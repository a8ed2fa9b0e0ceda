use std::sync::Arc;

use serde::{Deserialize, Serialize};
use tokio::sync::mpsc;
use tokio::task::JoinHandle;
use tracing::{debug, error, info};

use super::SessionGateway;
use crate::error::{DispatchError, GatewayError};
use crate::timer::{CompletedSession, CompletionDispatcher, Mode, Notifier};

#[derive(Debug)]
struct PersistJob {
    user_id: String,
    session: CompletedSession,
}

/// Queues finished sessions for the background writer.
///
/// Dispatch fails synchronously only when no user is configured or the
/// writer has shut down.
#[derive(Debug, Clone)]
pub struct PersistenceDispatcher {
    user_id: Option<String>,
    tx: mpsc::UnboundedSender<PersistJob>,
}

impl CompletionDispatcher for PersistenceDispatcher {
    fn dispatch(&self, session: CompletedSession) -> Result<(), DispatchError> {
        let user_id = self
            .user_id
            .as_deref()
            .filter(|u| !u.trim().is_empty())
            .ok_or(DispatchError::MissingUser)?;
        debug!(id = %session.id, mode = %session.mode, "queueing session for persistence");
        self.tx
            .send(PersistJob {
                user_id: user_id.to_string(),
                session,
            })
            .map_err(|_| DispatchError::WriterClosed)
    }
}

/// Totals reported when the writer drains and exits.
#[derive(Debug, Clone, Copy, Default, PartialEq, Eq, Serialize, Deserialize)]
pub struct WriterReport {
    pub saved: u32,
    pub failed: u32,
}

/// Drains queued sessions into a [`SessionGateway`].
///
/// Runs until every [`PersistenceDispatcher`] clone is dropped.
pub struct PersistenceWriter {
    rx: mpsc::UnboundedReceiver<PersistJob>,
    gateway: Arc<dyn SessionGateway>,
    notifier: Arc<dyn Notifier>,
}

impl PersistenceWriter {
    /// Create a connected dispatcher/writer pair.
    pub fn channel(
        user_id: Option<String>,
        gateway: Arc<dyn SessionGateway>,
        notifier: Arc<dyn Notifier>,
    ) -> (PersistenceDispatcher, PersistenceWriter) {
        let (tx, rx) = mpsc::unbounded_channel();
        (
            PersistenceDispatcher { user_id, tx },
            PersistenceWriter {
                rx,
                gateway,
                notifier,
            },
        )
    }

    pub fn spawn(self) -> JoinHandle<WriterReport> {
        tokio::spawn(self.run())
    }

    pub async fn run(self) -> WriterReport {
        let Self {
            mut rx,
            gateway,
            notifier,
        } = self;
        let mut report = WriterReport::default();
        while let Some(job) = rx.recv().await {
            if persist(gateway.as_ref(), notifier.as_ref(), &job).await {
                report.saved += 1;
            } else {
                report.failed += 1;
            }
        }
        info!(saved = report.saved, failed = report.failed, "persistence writer stopped");
        report
    }
}

async fn persist(gateway: &dyn SessionGateway, notifier: &dyn Notifier, job: &PersistJob) -> bool {
    let session = &job.session;
    let saved = gateway
        .save_completed_session(
            &job.user_id,
            session.mode,
            session.duration_secs,
            session.completed,
            session.started_at,
            session.completed_at,
        )
        .await;
    let mut ok = check(notifier, saved, session, "session");

    if session.mode == Mode::Work {
        let updated = gateway
            .update_daily_stats(
                &job.user_id,
                session.completed_at.date_naive(),
                session.duration_min(),
            )
            .await;
        ok &= check(notifier, updated, session, "daily stats");
    }
    ok
}

fn check(
    notifier: &dyn Notifier,
    result: Result<bool, GatewayError>,
    session: &CompletedSession,
    what: &str,
) -> bool {
    let reason = match result {
        Ok(true) => {
            debug!(id = %session.id, what, "persisted");
            return true;
        }
        Ok(false) => "the backend declined the write".to_string(),
        Err(e) => e.to_string(),
    };
    error!(id = %session.id, mode = %session.mode, what, %reason, "failed to persist");
    notifier.notify(
        &format!("Could not save {what}"),
        &format!(
            "Your {} session was not recorded: {reason}",
            session.mode.label().to_lowercase()
        ),
    );
    false
}
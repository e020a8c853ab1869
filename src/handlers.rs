use crate::access::AccessGate;
use crate::{audit, db};
use anyhow::Result;
use teloxide::prelude::*;
use teloxide::types::{ButtonRequest, KeyboardButton, KeyboardMarkup, WebAppInfo};
use tracing::instrument;
use url::Url;

const GREETING: &str = "Привет! Вот кнопки с городами.";
const BUTTON_LABEL: &str = "Открыть Web App";
const REFUSAL: &str = "Доступ запрещён.";

/// Handle one inbound message. Every message is audit-logged regardless of
/// outcome; only `/start` triggers the access check and a reply.
#[instrument(skip_all)]
pub async fn handle_update(
    bot: &Bot,
    pool: &db::Pool,
    gate: &AccessGate,
    webapp_url: &Url,
    msg: &Message,
) -> Result<()> {
    let user = match msg.from() {
        Some(u) => u,
        None => return Ok(()),
    };

    let tg_user_id = user.id.0 as i64;
    let username = user.username.as_deref();
    let full_name = user.full_name();
    let text = msg.text().unwrap_or_default();

    let allowed = gate.is_allowed(tg_user_id);
    audit::record(pool, tg_user_id, username, &full_name, text, allowed).await;

    if text.trim() != "/start" {
        return Ok(());
    }

    if allowed {
        bot.send_message(msg.chat.id, GREETING)
            .reply_markup(webapp_keyboard(webapp_url))
            .await?;
    } else {
        bot.send_message(msg.chat.id, REFUSAL).await?;
    }

    Ok(())
}

fn webapp_keyboard(webapp_url: &Url) -> KeyboardMarkup {
    let button = KeyboardButton::new(BUTTON_LABEL).request(ButtonRequest::WebApp(WebAppInfo {
        url: webapp_url.clone(),
    }));
    KeyboardMarkup::new([[button]]).resize_keyboard(true)
}

#[cfg(test)]
mod tests {
    use super::*;

    #[test]
    fn keyboard_has_single_webapp_button() {
        let url = Url::parse("https://example.com/app").unwrap();
        let markup = webapp_keyboard(&url);
        assert_eq!(markup.keyboard.len(), 1);
        assert_eq!(markup.keyboard[0].len(), 1);
        let button = &markup.keyboard[0][0];
        assert_eq!(button.text, BUTTON_LABEL);
        match &button.request {
            Some(ButtonRequest::WebApp(info)) => {
                assert_eq!(info.url.as_str(), "https://example.com/app");
            }
            other => panic!("unexpected button request: {other:?}"),
        }
    }
}
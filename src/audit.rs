//! Best-effort audit logging of inbound chat messages.
//!
//! The contract is deliberately one-way: a store failure is reported to the
//! log and swallowed, so the user-facing reply never depends on the audit
//! write succeeding.
use crate::db::{self, Pool};
use tracing::{instrument, warn};

#[instrument(skip_all)]
pub async fn record(
    pool: &Pool,
    telegram_user_id: i64,
    username: Option<&str>,
    full_name: &str,
    message_text: &str,
    access_granted: bool,
) {
    if let Err(err) = db::insert_log(
        pool,
        telegram_user_id,
        username,
        full_name,
        message_text,
        access_granted,
    )
    .await
    {
        warn!(?err, telegram_user_id, "failed to write audit log entry");
    }
}

#[cfg(test)]
mod tests {
    use super::*;
    use sqlx::SqlitePool;

    #[tokio::test]
    async fn record_persists_one_row() {
        let pool = SqlitePool::connect("sqlite::memory:").await.unwrap();
        db::init_schema(&pool).await.unwrap();

        record(&pool, 42, Some("alice"), "Alice A", "/start", true).await;

        let logs = db::recent_logs(&pool, 10).await.unwrap();
        assert_eq!(logs.len(), 1);
        assert_eq!(logs[0].telegram_user_id, 42);
        assert_eq!(logs[0].username.as_deref(), Some("alice"));
        assert_eq!(logs[0].message_text, "/start");
        assert!(logs[0].access_granted);
    }

    #[tokio::test]
    async fn record_swallows_store_failure() {
        let pool = SqlitePool::connect("sqlite::memory:").await.unwrap();
        db::init_schema(&pool).await.unwrap();
        pool.close().await;

        // Must not panic or propagate the error.
        record(&pool, 42, None, "Alice A", "hello", false).await;
    }
}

= = =

#### [Assignment]
In the entries above, count every line containing the word "what". Write only the total.

#### [Solution to this problem]
4